Cacna1g is a genetic modifier of epilepsy in a mouse model of Dravet syndrome

Abstract

Dravet syndrome, an early onset epileptic encephalopathy, is most often caused by de novo mutation of the neuronal voltage-gated sodium channel gene SCN1A. Mouse models with deletion of Scn1a recapitulate Dravet syndrome phenotypes, including spontaneous generalized tonic-clonic seizures, susceptibility to seizures induced by elevated body temperature, and elevated risk of sudden unexpected death in epilepsy. Importantly, the epilepsy phenotype of Dravet mouse models is highly strain-dependent, suggesting a strong influence of genetic modifiers. We previously identified Cacna1g, encoding the Cav3.1 subunit of the T-type calcium channel family, as an epilepsy modifier in the Scn2a^Q54 transgenic epilepsy mouse model. In this study, we asked whether transgenic alteration of Cacna1g expression modifies severity of the Scn1a^+/- Dravet phenotype. Scn1a^+/- mice with decreased Cacna1g expression showed partial amelioration of disease phenotypes with improved survival and reduced spontaneous seizure frequency. However, reduced Cacna1g expression did not alter susceptibility to hyperthermia-induced seizures. Transgenic elevation of Cacna1g expression had no effect on the Scn1a^+/- epilepsy phenotype. These results provide support for Cacna1g as a genetic modifier in a mouse model of Dravet syndrome and suggest that Cav3.1 may be a potential molecular target for therapeutic intervention in patients.

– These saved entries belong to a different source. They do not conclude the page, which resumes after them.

#[cfg(test)]
mod tests {
    use super::*;
    use proptest::prelude::*;

    fn available(name: &str, is_default: bool, connected: bool) -> TargetAvailability {
        TargetAvailability {
            name: name.to_string(),
            is_default,
            connected,
        }
    }

    fn sets(raw: &[&[&str]]) -> Vec<Vec<String>> {
        raw.iter().map(|s| s.iter().map(|n| n.to_string()).collect()).collect()
    }

    #[test]
    fn test_all_default_targets() {
        let descriptors = [TestDescriptor::new("Screens", "red", DistributionPolicy::AllDefaultTargets)];
        let targets = [
            available("a", true, true),
            available("b", true, false),
            available("c", false, true),
        ];
        let plan = expand(&descriptors, &targets, &BTreeMap::new());

        assert_eq!(plan.instances.len(), 1);
        assert_eq!(plan.instances[0].targets, vec!["a"]);
        assert_eq!(plan.instances[0].id(), "Screens.red[a]");
        assert_eq!(plan.dropped.len(), 1);
        assert_eq!(plan.dropped[0].targets, vec!["b"]);
        assert_eq!(plan.dropped[0].reason, "target not connected");
    }

    #[test]
    fn test_selected_and_multiple_connections() {
        let descriptors = [
            TestDescriptor::new("Selected", "one", DistributionPolicy::SelectedTargets),
            TestDescriptor::new("Multi", "two", DistributionPolicy::MultipleConnections { targets: 2 }),
        ];
        let targets = [available("a", true, true), available("b", false, true), available("c", true, false)];
        let map = BTreeMap::from([
            ("Selected".to_string(), sets(&[&["b"], &["a", "b"], &["c"]])),
            ("Multi".to_string(), sets(&[&["a", "b"], &["a"], &["a", "zz"], &["b", "b"]])),
        ]);
        let plan = expand(&descriptors, &targets, &map);

        let ids: Vec<String> = plan.instances.iter().map(TestInstance::id).collect();
        assert_eq!(ids, vec!["Selected.one[b]", "Multi.two[a,b]"]);

        let reasons: Vec<&str> = plan.dropped.iter().map(|d| d.reason.as_str()).collect();
        assert_eq!(
            reasons,
            vec![
                "test needs 1 target(s), set has 2",
                "target c not connected",
                "test needs 2 target(s), set has 1",
                "unknown target zz",
                "target b listed twice",
            ]
        );
    }

    #[test]
    fn test_missing_configuration_and_plain() {
        let descriptors = [
            TestDescriptor::new("Unmapped", "x", DistributionPolicy::SelectedTargets),
            TestDescriptor::new("Host", "y", DistributionPolicy::Plain),
        ];
        let plan = expand(&descriptors, &[], &BTreeMap::new());
        assert_eq!(plan.instances.len(), 1);
        assert_eq!(plan.instances[0].id(), "Host.y");
        assert_eq!(plan.instances[0].run_name(), "y");
        assert_eq!(plan.dropped[0].test_id, "Unmapped.x");
        assert!(plan.dropped[0].targets.is_empty());
    }

    fn instances(n: usize) -> Vec<TestInstance> {
        (0..n)
            .map(|i| TestInstance {
                test_index: i,
                descriptor: TestDescriptor::new("C", format!("t{i:02}"), DistributionPolicy::Plain),
                targets: Vec::new(),
            })
            .collect()
    }

    #[test]
    fn test_order_is_reproducible() {
        let (first, seed) = order_instances(instances(20), Some(7));
        assert_eq!(seed, 7);
        let mut reversed = instances(20);
        reversed.reverse();
        let (second, _) = order_instances(reversed, Some(7));
        assert_eq!(first, second);
    }

    #[test]
    fn test_random_seed_is_reported() {
        let (ordered, seed) = order_instances(instances(10), None);
        let (again, _) = order_instances(instances(10), Some(seed));
        assert_eq!(ordered, again);
    }

    proptest! {
        #[test]
        fn prop_ordering_is_a_permutation(n in 0usize..30, seed in any::<u64>()) {
            let (ordered, _) = order_instances(instances(n), Some(seed));
            let mut indices: Vec<usize> = ordered.iter().map(|i| i.test_index).collect();
            indices.sort_unstable();
            prop_assert_eq!(indices, (0..n).collect::<Vec<_>>());
        }
    }

    #[test]
    fn test_started_check() {
        let app = Application::not_started("ramses-daemon", "");
        let err = check_that_application_was_started(&app).unwrap_err();
        assert!(err.is_assertion());
        assert!(err.to_string().contains("ramses-daemon could not be started"));
    }
}
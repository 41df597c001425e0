//! Local target driving real processes

#![cfg(unix)]

mod common;

use common::{install_executable, settings_in, FAKE_DAEMON};
use remote_test_harness::{ExecOptions, LaunchOptions, Target, TargetInfo};
use std::path::Path;
use std::time::Duration;

const TIMEOUT: Option<Duration> = Some(Duration::from_secs(10));

fn local_target(root: &Path) -> Target {
    install_executable(&root.join("install"), "ramses-daemon", FAKE_DAEMON);
    let mut target = Target::local(TargetInfo::local(), settings_in(root));
    assert!(target.setup(false));
    target
}

#[test]
fn test_daemon_lifecycle() {
    let dir = tempfile::tempdir().unwrap();
    let mut target = local_target(dir.path());

    let mut daemon = target.start_daemon(&LaunchOptions::default());
    assert!(daemon.is_started());
    assert!(daemon.wait_for_initialisation(Duration::from_secs(10)));
    assert!(daemon.send_ramsh_command("help", Some("ramsh: help"), TIMEOUT));

    let watch = daemon.start_watch_stderr();
    assert!(daemon.send_ramsh_command("fail", None, None));
    assert!(daemon.wait_for_msg_in_stderr(Some(watch), "command failed", TIMEOUT));
    // the watch was consumed by the match
    assert!(!daemon.wait_for_msg_in_stderr(Some(watch), "command failed", TIMEOUT));

    target.kill_application(&mut daemon);
    assert!(!daemon.is_started());

    let stdout = daemon.get_stdout_data();
    assert!(stdout[0].contains("-myport 6001"));
    assert!(stdout[0].contains("-dai SMGR"));
    assert!(stdout[0].contains("--enableSmokeTestContext"));
    assert!(stdout.contains(&"ramsh: help".to_string()));

    target
        .save_application_output(&daemon, "Daemon", "lifecycle", None)
        .unwrap();
    let saved = dir.path().join("results/Daemon/lifecycle/ramses-daemon_local.txt");
    assert!(std::fs::read_to_string(saved).unwrap().contains("Ramsh commands registered"));
    assert!(dir
        .path()
        .join("results/Daemon/lifecycle/ramses-daemon_local_STDERR.txt")
        .exists());

    target.tear_down(false);
    assert!(!target.is_connected());
}

#[test]
fn test_missing_executable_is_not_started() {
    let dir = tempfile::tempdir().unwrap();
    let mut target = local_target(dir.path());

    let mut client = target.start_client("no-such-client", &LaunchOptions::default());
    // the shell starts, but exec fails right away
    if client.is_started() {
        assert!(!client.wait_for_msg_in_stdout_from_beginning("anything", Some(Duration::from_millis(500))));
        target.kill_application(&mut client);
        assert!(client.get_stderr_data().iter().any(|l| l.contains("no-such-client")));
    }
    target.tear_down(false);
}

#[test]
fn test_execute_with_default_environment() {
    let dir = tempfile::tempdir().unwrap();
    let mut target = local_target(dir.path());
    target
        .default_environment_mut()
        .insert("HARNESS_TARGET".to_string(), "local".to_string());

    let output = target
        .execute_on_target("echo $HARNESS_TARGET $EXTRA", &ExecOptions::default().env("EXTRA", "1"))
        .unwrap();
    assert_eq!(output.stdout, vec!["local 1"]);
    assert!(output.success());

    let processes = target.get_process_list(None).unwrap();
    assert!(!processes.is_empty());
    target.tear_down(false);
}

#[test]
fn test_copy_between_host_and_target() {
    let dir = tempfile::tempdir().unwrap();
    let mut target = local_target(dir.path());

    let source = dir.path().join("payload.txt");
    std::fs::write(&source, "payload").unwrap();
    target.copy_file_to_target(&source, "payload.txt", None).unwrap();
    assert!(dir.path().join("install/bin/payload.txt").exists());

    let back = dir.path().join("back.txt");
    target.copy_file_from_target("payload.txt", &back, None).unwrap();
    assert_eq!(std::fs::read_to_string(back).unwrap(), "payload");

    let install_bin = dir.path().join("install/bin");
    target
        .delete_files_on_target("payload*", &install_bin.to_string_lossy())
        .unwrap();
    assert!(!install_bin.join("payload.txt").exists());
    target.tear_down(false);
}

Keywords: Epilepsy; Genetics; Mouse model; Seizures; Voltage-gated calcium channels; Voltage-gated ion channels.

Figure 1. Effect of reduced Cacna1g expression on Scn1a^+/− survival and spontaneous seizure rate

(A) Survival over 8 weeks is shown for control 1A^+/− (black), 1G^+/− (blue) mice and 1A^+/−;1G^+/− (red) mice. Reduced expression of Cacna1g resulted in a significant improvement in survival of 1A^+/−;1G^+/− versus 1A^+/− mice. p < 0.0001 (Mantel-Cox Logrank), with n=43–58 per group. (B) Spontaneous seizure rate during a 48 hour window is displayed. Fewer seizures per hour were observed in 1A^+/−;1G^+/− mice (red circles) relative to control 1A^+/− (black circles) littermates. *p < 0.0009 (Mann-Whitney U test). Average seizure frequencies are depicted by the horizontal line and error bars represent standard error of the mean (SEM), with n = 22 per group. (C) Spontaneous seizure rate during a 60 hour window following a hyperthermia-induced priming seizure is displayed. No difference in seizures per hour were observed in 1A^+/−;1G^+/− mice (red squares) relative to control 1A^+/− (black squares) littermates. p > 0.05 for both males and females (Mann-Whitney U test). Average seizure frequencies are depicted by the horizontal line ± SEM, with n = 21 per group.

Figure 2. Cacna1g mRNA levels increase after seizure activity

(A) To assess expression at the level of messenger RNA (mRNA), a quantitative droplet digital PCR (ddPCR) Taqman assay was performed on whole brain samples collected from P19 1A^+/− mice 24 hours after either a priming event (hyperthermia-induced GTCS) or a sham treatment. The expression of Cacna1g was normalized to Tbp expression. p-value was determined by unpaired Student’s t-test with Welch’s correction. Error bars represent upper and lower limits derived from standard error of the mean. Mean Cacna1g expression was observed to be the following: Sham = 3.13 (n = 8) and Primed = 3.56 (n = 8); *p < 0.05. (B) Differences in hippocampal Cacna1g expression between 1A^+/− mice with and without observed seizure activity prior to sample collection. RNA-seq normalized count values are shown. *FDR adjusted p-value = 2.57e⁻²⁸ (Benjamini-Hochberg).